Thirty-two years after “The Firm” launched his career as a legal novelist who churns out bestselling books that almost invariably become movies, John Grisham returns with a sequel starring Mitch McDeere.
In “The Exchange,” it’s 2000 and McDeere is now a high-powered partner at the world’s largest law firm, Scully & Pershing, having “established a reputation as a sort of legal SWAT team leader sent in by Scully to rescue clients in distress.” He lives a very privileged life in Manhattan with his wife and two young boys.
Grisham fans will love the first 37 pages, as McDeere travels back to Memphis for the first time since the events in “The Firm” and meets with an old friend. It’s an excuse for Grisham to fill in the 15-year time gap since Mitch and his wife Abby fled Memphis on the run from the Chicago mob, who was hunting him for his role exposing crimes at Bendini, Lambert & Locke, but it’s inconsequential to the new story Grisham has to tell.

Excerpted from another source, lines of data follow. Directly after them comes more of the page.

//! Core ElGamal encryption and decryption operations

use num_bigint::{BigUint, RandBigInt};
use rand::{CryptoRng, RngCore};

use crate::error::{ElGamalError, Result};
use crate::keys::{PrivateKey, PublicKey};
use crate::types::Ciphertext;
use crate::utils::{from_bytes, mod_exp, mod_inverse, secure_rng, to_bytes};

impl PublicKey {
    /// Encrypt a plaintext `m` in `[0, p)` with fresh ephemeral randomness
    ///
    /// # Example
    ///
    /// ```rust
    /// use elgamal::generate_key_pair;
    /// use num_bigint::BigUint;
    ///
    /// let private_key = generate_key_pair(64, 20).unwrap();
    /// let m = BigUint::from(42u32);
    /// let ct = private_key.public_key().encrypt(&m).unwrap();
    /// assert_eq!(private_key.decrypt(&ct).unwrap(), m);
    /// ```
    pub fn encrypt(&self, message: &BigUint) -> Result<Ciphertext> {
        let mut rng = secure_rng()?;
        self.encrypt_with_rng(message, &mut rng)
    }

    /// Encrypt drawing the ephemeral exponent from `rng`
    pub fn encrypt_with_rng<R: RngCore + CryptoRng>(
        &self,
        message: &BigUint,
        rng: &mut R,
    ) -> Result<Ciphertext> {
        if message >= &self.p {
            return Err(ElGamalError::MessageTooLarge);
        }

        // k uniform in [0, p - 1]
        let k = rng.gen_biguint_below(&self.p);
        self.encrypt_with_ephemeral(message, &k)
    }

    /// Encrypt with a caller-chosen ephemeral exponent `k`.
    ///
    /// Only for fixed test vectors. Reusing `k` for two messages under the same
    /// key reveals their ratio.
    pub fn encrypt_with_ephemeral(&self, message: &BigUint, k: &BigUint) -> Result<Ciphertext> {
        if message >= &self.p {
            return Err(ElGamalError::MessageTooLarge);
        }

        let c1 = mod_exp(&self.g, k, &self.p);
        let s = mod_exp(&self.y, k, &self.p);
        let c2 = (message * s) % &self.p;

        Ok(Ciphertext::new(c1, c2))
    }

    /// Encrypt a big-endian plaintext, returning big-endian `(c1, c2)`
    pub fn encrypt_bytes(&self, message: &[u8]) -> Result<(Vec<u8>, Vec<u8>)> {
        self.encrypt(&from_bytes(message)).map(|ct| ct.to_bytes())
    }
}

impl PrivateKey {
    /// Decrypt a ciphertext whose components lie in `[0, p)`
    pub fn decrypt(&self, ciphertext: &Ciphertext) -> Result<BigUint> {
        let p = &self.public.p;

        if !ciphertext.is_below(p) {
            return Err(ElGamalError::CipherTooLarge);
        }

        // s = c1^x = y^k, so c2 * s^-1 = m
        let s = mod_exp(&ciphertext.c1, &self.x, p);
        let s_inv = mod_inverse(&s, p).ok_or(ElGamalError::InvalidKey)?;

        Ok((&ciphertext.c2 * s_inv) % p)
    }

    /// Decrypt big-endian `(c1, c2)`, returning the big-endian plaintext
    pub fn decrypt_bytes(&self, c1: &[u8], c2: &[u8]) -> Result<Vec<u8>> {
        self.decrypt(&Ciphertext::from_bytes(c1, c2))
            .map(|m| to_bytes(&m))
    }
}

That narrative kicks off when Mitch is called to Rome to take the lead on a case involving a Turkish company that built a $400 million bridge to nowhere in the Libyan desert that Colonel Gaddafi (yes, it’s the year 2000 and the Libyan dictator is still alive) is now refusing to pay for. When Mitch assigns a London-based Scully associate to go on a fact-finding mission to the bridge, she is taken hostage and this legal thriller pretty much drops the adjective and just becomes a thriller.
Mitch’s job is not to legally outsmart his colleague’s captors, but to try and make sure she’s not beheaded by terrorists by working every angle to come up with their ransom. The action skips from New York to Rome to London to Tripoli to Istanbul and it’s very easy to imagine the establishing aerial shots in the movie version as the plot crosses continents.
Grisham fans will devour it; but there were times when this reader wished the action would slow down a little so we could spend some time with the characters. Mitch is always on the move — in a car, on a plane, in a boardroom — conversations are clipped, and the plot pace is furious.
Grisham certainly reflects the urgency of Mitch’s mission in his writing, but some of the best parts of the book are when the story gets a chance to breathe a little, as in this scene on a boat off the coast of Maine:
“Tanner inched the throttle up a notch and the wake grew wider. They were nearing a cove with the Atlantic not far away. The water was deep blue and flat, but an occasional wave sent mist over the boat and refreshed everyone. With his left hand, Mitch reached over and took hers.”
It’s not much, but in this frenetic novel, it’s a moment that conveys the love between Mitch and Abby without words and maybe, just maybe, the promise of an extended future where they aren’t always on the run.